PROGRESSIVE JUDAISM

Leap of Faith: responding to disaster

In giving support to quake victims we also give hope

UK foreign aid packages waiting to be loaded onto a relief aircraft

In biblical times, one would not have known the wide-ranging details of a devastating natural disaster that occurred elsewhere. ‘Our’ flood story in the Book of Genesis is shared with other near eastern texts but information would not have been on the level that we are used to today.

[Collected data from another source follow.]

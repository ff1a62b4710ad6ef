// ABOUTME: Real-time cardio simulation of elapsed time, heart rate, and calories
// ABOUTME: Start/pause controlled background ticker that never fires after being paused
//
// SPDX-License-Identifier: MIT OR Apache-2.0
// Copyright (c) 2025 Pierre Fitness Intelligence

use crate::constants::cardio::{HEART_RATE_JITTER, RESTING_HEART_RATE, WARMUP_SECS};
use rand::Rng;
use serde::Serialize;
use std::sync::{Arc, Mutex, MutexGuard, PoisonError};
use std::time::Duration;
use tokio::sync::mpsc;
use tokio::task::JoinHandle;
use tokio::time::{interval_at, Instant, MissedTickBehavior};
use tracing::debug;
use workout_core::models::CardioProfile;

/// Snapshot of a cardio block
#[derive(Debug, Clone, Copy, PartialEq, Serialize)]
pub struct CardioStats {
    /// Seconds of active time
    pub elapsed_seconds: u64,
    /// Simulated heart rate in bpm
    pub heart_rate: u32,
    /// Calories burned so far
    pub calories: f64,
}

#[derive(Debug)]
struct TimerState {
    elapsed: Duration,
    heart_rate: u32,
    generation: u64,
    running: bool,
}

struct Ticker {
    shutdown_tx: mpsc::Sender<()>,
    handle: JoinHandle<()>,
}

/// Cardio timer for one exercise.
///
/// Every `pause` bumps a generation counter under the state lock, and a tick
/// only applies while its generation is current, so no tick lands after a
/// pause returns.
pub struct CardioTimer {
    profile: CardioProfile,
    tick: Duration,
    state: Arc<Mutex<TimerState>>,
    ticker: Option<Ticker>,
}

impl CardioTimer {
    /// Stopped timer at zero
    #[must_use]
    pub fn new(profile: CardioProfile, tick: Duration) -> Self {
        Self {
            profile,
            tick,
            state: Arc::new(Mutex::new(TimerState {
                elapsed: Duration::ZERO,
                heart_rate: RESTING_HEART_RATE,
                generation: 0,
                running: false,
            })),
            ticker: None,
        }
    }

    /// Profile driving the simulation
    #[must_use]
    pub const fn profile(&self) -> &CardioProfile {
        &self.profile
    }

    /// Start ticking. Returns `false` if already running.
    pub fn start(&mut self) -> bool {
        let generation = {
            let mut state = lock(&self.state);
            if state.running {
                return false;
            }
            state.running = true;
            state.generation += 1;
            state.generation
        };

        let (shutdown_tx, mut shutdown_rx) = mpsc::channel::<()>(1);
        let state = Arc::clone(&self.state);
        let tick = self.tick;
        let target = self.profile.target_heart_rate;

        let handle = tokio::spawn(async move {
            let mut interval = interval_at(Instant::now() + tick, tick);
            interval.set_missed_tick_behavior(MissedTickBehavior::Delay);
            loop {
                tokio::select! {
                    _ = interval.tick() => {
                        if !apply_tick(&state, generation, tick, target) {
                            break;
                        }
                    }
                    _ = shutdown_rx.recv() => break,
                }
            }
            debug!(generation, "Cardio ticker stopped");
        });

        debug!(cardio = %self.profile.kind, "Cardio timer started");
        self.ticker = Some(Ticker {
            shutdown_tx,
            handle,
        });
        true
    }

    /// Stop ticking, keeping the accumulated stats
    pub fn pause(&mut self) {
        {
            let mut state = lock(&self.state);
            if state.running {
                state.running = false;
                state.generation += 1;
            }
        }
        if let Some(ticker) = self.ticker.take() {
            if let Err(e) = ticker.shutdown_tx.try_send(()) {
                debug!(error = ?e, "Cardio ticker already gone");
            }
            ticker.handle.abort();
        }
    }

    /// Pause and zero the stats
    pub fn reset(&mut self) {
        self.pause();
        let mut state = lock(&self.state);
        state.elapsed = Duration::ZERO;
        state.heart_rate = RESTING_HEART_RATE;
    }

    /// Whether the ticker is active
    #[must_use]
    pub fn is_running(&self) -> bool {
        lock(&self.state).running
    }

    /// Current stats
    #[must_use]
    pub fn stats(&self) -> CardioStats {
        let state = lock(&self.state);
        CardioStats {
            elapsed_seconds: state.elapsed.as_secs(),
            heart_rate: state.heart_rate,
            calories: self.profile.kcal_per_minute * state.elapsed.as_secs_f64() / 60.0,
        }
    }
}

impl Drop for CardioTimer {
    fn drop(&mut self) {
        self.pause();
    }
}

impl std::fmt::Debug for CardioTimer {
    fn fmt(&self, f: &mut std::fmt::Formatter<'_>) -> std::fmt::Result {
        f.debug_struct("CardioTimer")
            .field("profile", &self.profile.kind)
            .field("tick", &self.tick)
            .field("running", &self.is_running())
            .finish_non_exhaustive()
    }
}

fn lock(state: &Mutex<TimerState>) -> MutexGuard<'_, TimerState> {
    state.lock().unwrap_or_else(PoisonError::into_inner)
}

/// Apply one tick if `generation` is still current
fn apply_tick(state: &Mutex<TimerState>, generation: u64, tick: Duration, target: u32) -> bool {
    let mut state = lock(state);
    if state.generation != generation || !state.running {
        return false;
    }
    state.elapsed += tick;
    state.heart_rate = simulated_heart_rate(state.elapsed, target);
    true
}

/// Linear ramp from resting to `target` over the warm-up, plus jitter
#[must_use]
pub fn simulated_heart_rate(elapsed: Duration, target: u32) -> u32 {
    let ramp = (elapsed.as_secs_f64() / WARMUP_SECS).min(1.0);
    let base = f64::from(target.saturating_sub(RESTING_HEART_RATE))
        .mul_add(ramp, f64::from(RESTING_HEART_RATE));
    let jitter = rand::thread_rng().gen_range(-HEART_RATE_JITTER..=HEART_RATE_JITTER);
    let reading = (base.round() as i64 + i64::from(jitter)).max(i64::from(RESTING_HEART_RATE));
    u32::try_from(reading).unwrap_or(RESTING_HEART_RATE)
}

As I write, the known death toll in the earthquakes that have hit south-eastern Turkey and northern Syria is 40,000. By the time you read this it may be much more. Such events usually garner someone in the Jewish community, in this case the Safed Chief Rabbi, to suggest something that the rest of us find abhorrent – that the victims are paying the price for individual or communal sins, the earthquake a ‘sign of divine justice’.

A redundancy of theology that promoted reward and punishment was already raised in the time of the prophet Ezekiel. In contemporary times of tragedy, Judaism will offer a plethora of responses, the humblest of which is admitting that one does not know what God wants or where God is at such a time. All we know is that there are lives to be saved in the immediate aftermath, and then a commitment to supporting the bereaved, in this case whole villages, towns and cities.

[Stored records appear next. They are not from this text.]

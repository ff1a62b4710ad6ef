// ABOUTME: Workout definition provider boundary and an in-memory catalog implementation
// ABOUTME: Callers await an explicit readiness signal instead of polling for definitions
//
// SPDX-License-Identifier: MIT OR Apache-2.0
// Copyright (c) 2025 Pierre Fitness Intelligence

//! Read-only workout definitions.
//!
//! Definitions are immutable for the lifetime of a session. The in-memory
//! [`WorkoutCatalog`] lets `open` wait for a definition that is still being
//! loaded elsewhere, bounded by a timeout.

use crate::errors::{AppError, AppResult};
use std::collections::HashMap;
use std::sync::Arc;
use std::time::Duration;
use tokio::sync::watch;
use tracing::debug;
use workout_core::models::WorkoutDefinition;

/// Source of workout definitions
#[async_trait::async_trait]
pub trait WorkoutProvider: Send + Sync {
    /// Resolve a workout definition, waiting until it is ready
    ///
    /// # Errors
    ///
    /// Returns `ResourceUnavailable` if the definition does not become ready in time
    async fn definition(&self, workout_id: &str) -> AppResult<Arc<WorkoutDefinition>>;
}

type Definitions = HashMap<String, Arc<WorkoutDefinition>>;

/// In-memory definition catalog with readiness notification
#[derive(Debug, Clone)]
pub struct WorkoutCatalog {
    definitions: Arc<watch::Sender<Definitions>>,
    ready_timeout: Duration,
}

impl WorkoutCatalog {
    /// Empty catalog; lookups wait at most `ready_timeout`
    #[must_use]
    pub fn new(ready_timeout: Duration) -> Self {
        let (tx, _rx) = watch::channel(Definitions::new());
        Self {
            definitions: Arc::new(tx),
            ready_timeout,
        }
    }

    /// Publish or replace a definition, waking any waiting lookup
    pub fn publish(&self, definition: WorkoutDefinition) {
        debug!(workout.id = %definition.id, exercises = definition.exercises.len(), "Publishing workout definition");
        self.definitions.send_modify(|defs| {
            defs.insert(definition.id.clone(), Arc::new(definition));
        });
    }

    /// Whether the definition is already available
    #[must_use]
    pub fn is_ready(&self, workout_id: &str) -> bool {
        self.definitions.borrow().contains_key(workout_id)
    }
}

#[async_trait::async_trait]
impl WorkoutProvider for WorkoutCatalog {
    async fn definition(&self, workout_id: &str) -> AppResult<Arc<WorkoutDefinition>> {
        let mut rx = self.definitions.subscribe();

        let wait = async {
            loop {
                let found = rx.borrow_and_update().get(workout_id).cloned();
                if let Some(definition) = found {
                    return Ok(definition);
                }
                if let Err(e) = rx.changed().await {
                    return Err(AppError::internal(format!("Workout catalog closed: {e}")));
                }
            }
        };

        tokio::time::timeout(self.ready_timeout, wait)
            .await
            .map_err(|_| {
                AppError::unavailable(format!(
                    "Workout '{workout_id}' was not ready within {}s",
                    self.ready_timeout.as_secs()
                ))
            })?
    }
}
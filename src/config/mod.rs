// ABOUTME: Configuration management for the workout session engine
// ABOUTME: Environment-only configuration for storage, sync, timers, and readiness
//
// SPDX-License-Identifier: MIT OR Apache-2.0
// Copyright (c) 2025 Pierre Fitness Intelligence

//! Configuration module for the workout engine.
//!
//! All settings come from environment variables; there is no config file.

/// Environment-based engine configuration
pub mod environment;

pub use environment::{EngineConfig, Environment};
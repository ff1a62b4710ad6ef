// ABOUTME: Main library entry point for the workout session engine
// ABOUTME: Drives multi-exercise training sessions with crash-safe progress and best-effort sync
//
// SPDX-License-Identifier: MIT OR Apache-2.0
// Copyright (c) 2025 Pierre Fitness Intelligence

#![deny(unsafe_code)]

//! # Workout Session Engine
//!
//! Drives a user through a multi-exercise training session: per-set logging,
//! skipping and substituting exercises, strength and cardio modalities,
//! progress that survives interruption, and completion statistics that are
//! shown locally before they are synchronized to a backend.
//!
//! ## Architecture
//!
//! - **Session store**: the only owner of mutable session state
//! - **Sequencer**: exercise order, progress, completion, current variant
//! - **Persistence**: ordered background saves to a key-value store
//! - **Completion**: duration, volume, feedback tier, and XP at session end
//! - **Sync**: at-most-once, fire-and-forget backend submission
//! - **Cardio**: elapsed time, heart rate, and calorie simulation
//! - **Engine**: facade mapping UI events onto the pieces above
//!
//! ## Example Usage
//!
//! ```rust,no_run
//! use std::sync::Arc;
//! use std::time::Duration;
//! use workout_engine::catalog::WorkoutCatalog;
//! use workout_engine::config::EngineConfig;
//! use workout_engine::engine::WorkoutEngine;
//! use workout_engine::errors::AppResult;
//! use workout_engine::models::SetLog;
//!
//! #[tokio::main]
//! async fn main() -> AppResult<()> {
//!     let config = EngineConfig::from_env()?;
//!     let catalog = WorkoutCatalog::new(config.definition_timeout);
//!     let mut engine = WorkoutEngine::from_config(&config, Arc::new(catalog))?;
//!
//!     engine.open("push-day").await?;
//!     engine.complete_set(SetLog::new(1, 60.0, 8))?;
//!     engine.close().await;
//!     Ok(())
//! }
//! ```

/// Cardio timer simulation
pub mod cardio;

/// Workout definition provider and readiness-aware catalog
pub mod catalog;

/// Completion aggregation
pub mod completion;

/// Environment-based configuration
pub mod config;

/// Engine-wide constants
pub mod constants;

/// Engine facade and UI event surface
pub mod engine;

/// Error types
pub mod errors;

/// Structured logging setup
pub mod logging;

/// Local progress persistence
pub mod persistence;

/// Exercise ordering and progress
pub mod sequencer;

/// Session store
pub mod session;

/// Backend sync gateway
pub mod sync;

/// Shared data model
pub use workout_core::models;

And so, we turn the question to ask what humanity can do. There is a short-term response for which the Jewish community can be justifiably proud – the role of World Jewish Relief (WJR) as our way to contribute to non-sectarian causes. Able to channel funding for local response workers on the ground, the strength of feeling we have as individual Jews is translated into support for those who we see broken and in tears on our screens. Even when we learn of the difficulties faced by local networks – human and infrastructure – that have been literally destroyed, and heinous local politics that obstruct aid we, through WJR, supply not just support but hope.

There is a wider issue that such natural disasters highlight – that they are not purely ‘natural,’ but there is a human element. As I listened to my daughter revising for her Geography A Level, I heard that almost exclusively the destructions brought by nature are exaggerated by a ‘poverty trap’. It is a mechanism that, according to the Economic Times, “forces people to remain poor… leading to the over-exploitation of natural resources and land,” especially in the poorest places. That is not to mention the human greed that the Turkish-born novelist Elif Shafak has been the latest to rail against.

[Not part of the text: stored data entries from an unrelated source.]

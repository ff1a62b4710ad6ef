// ABOUTME: Ordered save queue applying session snapshots to the local store in the background
// ABOUTME: Saves are fire-and-forget; failures are logged and the in-memory session stays authoritative
//
// SPDX-License-Identifier: MIT OR Apache-2.0
// Copyright (c) 2025 Pierre Fitness Intelligence

use super::{session_key, KeyValueStore};
use crate::session::store::clamp_cursor;
use std::sync::Arc;
use tokio::sync::{mpsc, oneshot};
use tracing::{debug, warn};
use workout_core::models::Session;

enum PersistCommand {
    Save { key: String, payload: String },
    Clear { key: String },
    Flush(oneshot::Sender<()>),
}

/// Background persistence for session snapshots.
///
/// `save` serializes the snapshot synchronously, so it always reflects every
/// transition applied before the call, then queues the write. One writer task
/// applies commands in order, which makes overlapping saves last-write-wins
/// and never interleaved.
#[derive(Clone)]
pub struct ProgressPersistence {
    tx: mpsc::UnboundedSender<PersistCommand>,
    store: Arc<dyn KeyValueStore>,
}

impl ProgressPersistence {
    /// Spawn the writer task for `store`. Must be called inside a tokio runtime.
    #[must_use]
    pub fn new(store: Arc<dyn KeyValueStore>) -> Self {
        let (tx, mut rx) = mpsc::unbounded_channel::<PersistCommand>();
        let writer_store = Arc::clone(&store);

        tokio::spawn(async move {
            while let Some(command) = rx.recv().await {
                match command {
                    PersistCommand::Save { key, payload } => {
                        if let Err(e) = writer_store.set(&key, payload).await {
                            warn!(key = %key, error = %e, "Failed to save session progress");
                        } else {
                            debug!(key = %key, "Session progress saved");
                        }
                    }
                    PersistCommand::Clear { key } => {
                        if let Err(e) = writer_store.delete(&key).await {
                            warn!(key = %key, error = %e, "Failed to clear session progress");
                        }
                    }
                    PersistCommand::Flush(done) => {
                        // Receiver may have given up waiting
                        drop(done.send(()));
                    }
                }
            }
            debug!("Progress writer stopped");
        });

        Self { tx, store }
    }

    /// Queue a snapshot of `session`
    pub fn save(&self, session: &Session) {
        let payload = match serde_json::to_string(session) {
            Ok(payload) => payload,
            Err(e) => {
                warn!(session.id = %session.session_id, error = %e, "Failed to serialize session");
                return;
            }
        };
        self.send(PersistCommand::Save {
            key: session_key(&session.session_id),
            payload,
        });
    }

    /// Queue deletion of a saved snapshot
    pub fn clear(&self, session_id: &str) {
        self.send(PersistCommand::Clear {
            key: session_key(session_id),
        });
    }

    /// Wait until every previously queued command was applied
    pub async fn flush(&self) {
        let (done_tx, done_rx) = oneshot::channel();
        self.send(PersistCommand::Flush(done_tx));
        if done_rx.await.is_err() {
            warn!("Progress writer dropped a flush request");
        }
    }

    /// Load a saved snapshot, re-validated against the workout's current
    /// exercise count.
    ///
    /// The cursor is clamped rather than rejected when the definition shrank.
    /// Unreadable or corrupt snapshots are logged and treated as absent.
    pub async fn load(&self, session_id: &str, exercise_count: usize) -> Option<Session> {
        self.flush().await;

        let key = session_key(session_id);
        let raw = match self.store.get(&key).await {
            Ok(raw) => raw?,
            Err(e) => {
                warn!(key = %key, error = %e, "Failed to read session progress");
                return None;
            }
        };

        match serde_json::from_str::<Session>(&raw) {
            Ok(mut session) => {
                if session.exercise_count != exercise_count {
                    debug!(
                        session.id = %session_id,
                        saved = session.exercise_count,
                        current = exercise_count,
                        "Workout definition changed since snapshot"
                    );
                    session.exercise_count = exercise_count;
                }
                clamp_cursor(&mut session);
                Some(session)
            }
            Err(e) => {
                warn!(key = %key, error = %e, "Discarding corrupt session snapshot");
                None
            }
        }
    }

    fn send(&self, command: PersistCommand) {
        if self.tx.send(command).is_err() {
            warn!("Progress writer is not running; command dropped");
        }
    }
}
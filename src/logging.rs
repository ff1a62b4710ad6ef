// ABOUTME: Logging configuration and structured logging setup for the workout engine
// ABOUTME: Configures log levels, formatters, and output destinations via tracing-subscriber
//
// SPDX-License-Identifier: MIT OR Apache-2.0
// Copyright (c) 2025 Pierre Fitness Intelligence

//! Structured logging configuration

use crate::constants::service_names;
use crate::errors::{AppError, AppResult};
use std::env;
use std::io;
use tracing::info;
use tracing_subscriber::{fmt, layer::SubscriberExt, util::SubscriberInitExt, EnvFilter};

/// Logging configuration
#[derive(Debug, Clone)]
pub struct LoggingConfig {
    /// Log level (trace, debug, info, warn, error)
    pub level: String,
    /// Output format
    pub format: LogFormat,
    /// Include source file and line numbers
    pub include_location: bool,
    /// Include thread information
    pub include_thread: bool,
    /// Service name for structured logging
    pub service_name: String,
    /// Service version
    pub service_version: String,
    /// Environment (development, staging, production)
    pub environment: String,
}

/// Log output format options
#[derive(Debug, Clone, Copy, PartialEq, Eq)]
pub enum LogFormat {
    /// `JSON` format for production logging
    Json,
    /// Pretty format for development
    Pretty,
    /// Compact format for terminals
    Compact,
}

impl Default for LoggingConfig {
    fn default() -> Self {
        Self {
            level: "info".into(),
            format: LogFormat::Pretty,
            include_location: false,
            include_thread: false,
            service_name: service_names::WORKOUT_ENGINE.into(),
            service_version: env!("CARGO_PKG_VERSION").to_owned(),
            environment: "development".into(),
        }
    }
}

impl LoggingConfig {
    /// Create logging configuration from environment variables
    #[must_use]
    pub fn from_env() -> Self {
        let level = env::var("RUST_LOG").unwrap_or_else(|_| "info".into());

        let format = match env::var("LOG_FORMAT").as_deref() {
            Ok("json") => LogFormat::Json,
            Ok("compact") => LogFormat::Compact,
            _ => LogFormat::Pretty,
        };

        let environment = env::var("ENVIRONMENT").unwrap_or_else(|_| "development".into());
        let is_production = environment == "production";

        Self {
            level,
            format,
            include_location: is_production || env::var("LOG_INCLUDE_LOCATION").is_ok(),
            include_thread: is_production || env::var("LOG_INCLUDE_THREAD").is_ok(),
            service_name: env::var("SERVICE_NAME")
                .unwrap_or_else(|_| service_names::WORKOUT_ENGINE.into()),
            service_version: env!("CARGO_PKG_VERSION").to_owned(),
            environment,
        }
    }

    /// Initialize the global tracing subscriber
    ///
    /// # Errors
    ///
    /// Returns an error if a global subscriber is already installed
    pub fn init(&self) -> AppResult<()> {
        let env_filter = EnvFilter::try_new(&self.level)
            .unwrap_or_else(|_| EnvFilter::new("info"))
            .add_directive(
                "reqwest=warn"
                    .parse()
                    .unwrap_or_else(|_| tracing::Level::WARN.into()),
            )
            .add_directive(
                "hyper=warn"
                    .parse()
                    .unwrap_or_else(|_| tracing::Level::WARN.into()),
            );

        let registry = tracing_subscriber::registry().with(env_filter);

        let result = match self.format {
            LogFormat::Json => registry
                .with(
                    fmt::layer()
                        .with_file(self.include_location)
                        .with_line_number(self.include_location)
                        .with_thread_ids(self.include_thread)
                        .with_target(true)
                        .with_writer(io::stderr)
                        .json(),
                )
                .try_init(),
            LogFormat::Pretty => registry
                .with(
                    fmt::layer()
                        .with_file(self.include_location)
                        .with_line_number(self.include_location)
                        .with_thread_ids(self.include_thread)
                        .with_target(true)
                        .with_writer(io::stderr),
                )
                .try_init(),
            LogFormat::Compact => registry
                .with(
                    fmt::layer()
                        .compact()
                        .with_target(false)
                        .with_writer(io::stderr),
                )
                .try_init(),
        };
        result.map_err(|e| AppError::internal(format!("Failed to install subscriber: {e}")))?;

        self.log_startup_info();
        Ok(())
    }

    fn log_startup_info(&self) {
        info!(
            service.name = %self.service_name,
            service.version = %self.service_version,
            environment = %self.environment,
            log.level = %self.level,
            log.format = ?self.format,
            "Workout engine starting up"
        );
    }
}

Our task on earth would be simpler if we did not know about horrific disasters that do not occur on our doorstep. But we do. Lo tuchal l’hitaleim (Deuteronomy 22:3) is translated by Onkelos (the translation of the Torah into Aramaic) as ‘you may not hide yourself.’ We do not hide ourselves when we donate through WJR in the short term. However, while we might try to limit our selfishness, we may admit that, just as we do not know the nature of God, we also do not know the answer to human greed.